__WHAT TO DO__.
Which lines of the entries below include "LoginResponse"? List them all.

[DATA TO EXAMINE]

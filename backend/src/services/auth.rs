//! Authentication service for cashier login and token issuance

use anyhow::anyhow;
use bcrypt::verify;
use chrono::{DateTime, Duration, Utc};
use jsonwebtoken::{encode, EncodingKey, Header};
use serde::{Deserialize, Serialize};
use sqlx::PgPool;

use shared::models::User;
use shared::types::UserRole;

use crate::config::Config;
use crate::error::{AppError, AppResult};

/// Authentication service
#[derive(Clone)]
pub struct AuthService {
    db: PgPool,
    jwt_secret: String,
    token_expiry: i64,
}

/// JWT claims structure. The payload mirrors what the middleware expects:
/// identity plus role, so protected handlers never need a user lookup.
#[derive(Debug, Serialize, Deserialize)]
#[serde(rename_all = "camelCase")]
pub struct Claims {
    pub id: i64,
    pub role: String,
    pub full_name: String,
    pub login: String,
    pub exp: i64,
    pub iat: i64,
}

/// Successful login: a bearer token and the account behind it
#[derive(Debug, Serialize)]
pub struct LoginResponse {
    pub token: String,
    pub user: User,
}

/// User row including the password hash; never serialized
#[derive(Debug, sqlx::FromRow)]
struct CredentialRow {
    id: i64,
    full_name: String,
    login: String,
    role: String,
    password_hash: String,
    is_active: bool,
    created_at: DateTime<Utc>,
}

impl AuthService {
    /// Create a new AuthService instance
    pub fn new(db: PgPool, config: &Config) -> Self {
        Self {
            db,
            jwt_secret: config.jwt.secret.clone(),
            token_expiry: config.jwt.token_expiry,
        }
    }

    /// Authenticate a cashier or admin by login and password. Unknown
    /// logins, disabled accounts, and wrong passwords all report the same
    /// BAD_CREDENTIALS.
    pub async fn login(&self, login: &str, password: &str) -> AppResult<LoginResponse> {
        if login.trim().is_empty() || password.is_empty() {
            return Err(AppError::LoginPasswordRequired);
        }

        let row = sqlx::query_as::<_, CredentialRow>(
            r#"
            SELECT id, full_name, login, role, password_hash, is_active, created_at
            FROM users
            WHERE login = $1
            "#,
        )
        .bind(login)
        .fetch_optional(&self.db)
        .await?
        .ok_or(AppError::BadCredentials)?;

        if !row.is_active {
            return Err(AppError::BadCredentials);
        }

        let valid = verify(password, &row.password_hash)
            .map_err(|e| anyhow!("password verification failed: {e}"))?;
        if !valid {
            return Err(AppError::BadCredentials);
        }

        let role = row.role.parse::<UserRole>().map_err(anyhow::Error::new)?;
        let token = self.generate_token(row.id, role, &row.full_name, &row.login)?;

        tracing::info!(user_id = row.id, login = %row.login, "login succeeded");

        Ok(LoginResponse {
            token,
            user: User {
                id: row.id,
                full_name: row.full_name,
                login: row.login,
                role,
                is_active: row.is_active,
                created_at: row.created_at,
            },
        })
    }

    /// Sign a bearer token carrying the account's identity and role.
    fn generate_token(
        &self,
        id: i64,
        role: UserRole,
        full_name: &str,
        login: &str,
    ) -> AppResult<String> {
        let now = Utc::now();
        let claims = Claims {
            id,
            role: role.as_str().to_string(),
            full_name: full_name.to_string(),
            login: login.to_string(),
            exp: (now + Duration::seconds(self.token_expiry)).timestamp(),
            iat: now.timestamp(),
        };

        encode(
            &Header::default(),
            &claims,
            &EncodingKey::from_secret(self.jwt_secret.as_bytes()),
        )
        .map_err(|e| AppError::Internal(anyhow!("token generation failed: {e}")))
    }
}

[/DATA TO EXAMINE]

__COMPLETED EXERCISE__.
pub struct LoginResponse {
    pub async fn login(&self, login: &str, password: &str) -> AppResult<LoginResponse> {
        Ok(LoginResponse {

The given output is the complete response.